## [Saved data entries]
▽

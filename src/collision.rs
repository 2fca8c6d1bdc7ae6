//! Axis-aligned collision queries against the static walls.

use crate::constants::HIT_RADIUS_SQ;
use crate::types::Wall;

/// True iff the square of side `size` centred on `(x, y)` strictly overlaps
/// a wall on both axes. Touching edges do not collide.
pub fn collides(x: f32, y: f32, size: f32, walls: &[Wall]) -> bool {
    let half = size / 2.0;
    let left = x - half;
    let right = x + half;
    let top = y - half;
    let bottom = y + half;

    walls.iter().any(|wall| {
        right > wall.x
            && left < wall.x + wall.width
            && bottom > wall.y
            && top < wall.y + wall.height
    })
}

#[derive(Clone, Copy, Debug, PartialEq)]
pub struct MoveOutcome {
    pub x: f32,
    pub y: f32,
    /// The full diagonal move was rejected; the result may still have slid
    /// along one axis.
    pub blocked: bool,
}

/// Attempts the full move, then X-only and Y-only moves so bodies slide
/// along walls instead of sticking.
pub fn resolve_movement(
    x: f32,
    y: f32,
    dx: f32,
    dy: f32,
    size: f32,
    walls: &[Wall],
) -> MoveOutcome {
    let nx = x + dx;
    let ny = y + dy;
    if !collides(nx, ny, size, walls) {
        return MoveOutcome {
            x: nx,
            y: ny,
            blocked: false,
        };
    }

    let mut rx = x;
    let mut ry = y;
    if dx != 0.0 && !collides(nx, ry, size, walls) {
        rx = nx;
    }
    if dy != 0.0 && !collides(rx, ny, size, walls) {
        ry = ny;
    }
    MoveOutcome {
        x: rx,
        y: ry,
        blocked: true,
    }
}

pub fn distance_sq(ax: f32, ay: f32, bx: f32, by: f32) -> f32 {
    let dx = ax - bx;
    let dy = ay - by;
    dx * dx + dy * dy
}

/// Discrete point-in-circle test for a projectile against a player centre.
pub fn bullet_hits_player(bullet_x: f32, bullet_y: f32, player_x: f32, player_y: f32) -> bool {
    distance_sq(bullet_x, bullet_y, player_x, player_y) < HIT_RADIUS_SQ
}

△

## [Task item]
Set down each entry again, unchanged.

## [Your response]
filename src/collision.rs
repository 2fca8c6d1bdc7ae6
//! Axis-aligned collision queries against the static walls.

use crate::constants::HIT_RADIUS_SQ;
use crate::types::Wall;

/// True iff the square of side `size` centred on `(x, y)` strictly overlaps
/// a wall on both axes. Touching edges do not collide.
pub fn collides(x: f32, y: f32, size: f32, walls: &[Wall]) -> bool {
    let half = size / 2.0;
    let left = x - half;
    let right = x + half;
    let top = y - half;
    let bottom = y + half;

    walls.iter().any(|wall| {
        right > wall.x
            && left < wall.x + wall.width
            && bottom > wall.y
            && top < wall.y + wall.height
    })
}

#[derive(Clone, Copy, Debug, PartialEq)]
pub struct MoveOutcome {
    pub x: f32,
    pub y: f32,
    /// The full diagonal move was rejected; the result may still have slid
    /// along one axis.
    pub blocked: bool,
}

/// Attempts the full move, then X-only and Y-only moves so bodies slide
/// along walls instead of sticking.
pub fn resolve_movement(
    x: f32,
    y: f32,
    dx: f32,
    dy: f32,
    size: f32,
    walls: &[Wall],
) -> MoveOutcome {
    let nx = x + dx;
    let ny = y + dy;
    if !collides(nx, ny, size, walls) {
        return MoveOutcome {
            x: nx,
            y: ny,
            blocked: false,
        };
    }

    let mut rx = x;
    let mut ry = y;
    if dx != 0.0 && !collides(nx, ry, size, walls) {
        rx = nx;
    }
    if dy != 0.0 && !collides(rx, ny, size, walls) {
        ry = ny;
    }
    MoveOutcome {
        x: rx,
        y: ry,
        blocked: true,
    }
}

pub fn distance_sq(ax: f32, ay: f32, bx: f32, by: f32) -> f32 {
    let dx = ax - bx;
    let dy = ay - by;
    dx * dx + dy * dy
}

/// Discrete point-in-circle test for a projectile against a player centre.
pub fn bullet_hits_player(bullet_x: f32, bullet_y: f32, player_x: f32, player_y: f32) -> bool {
    distance_sq(bullet_x, bullet_y, player_x, player_y) < HIT_RADIUS_SQ
}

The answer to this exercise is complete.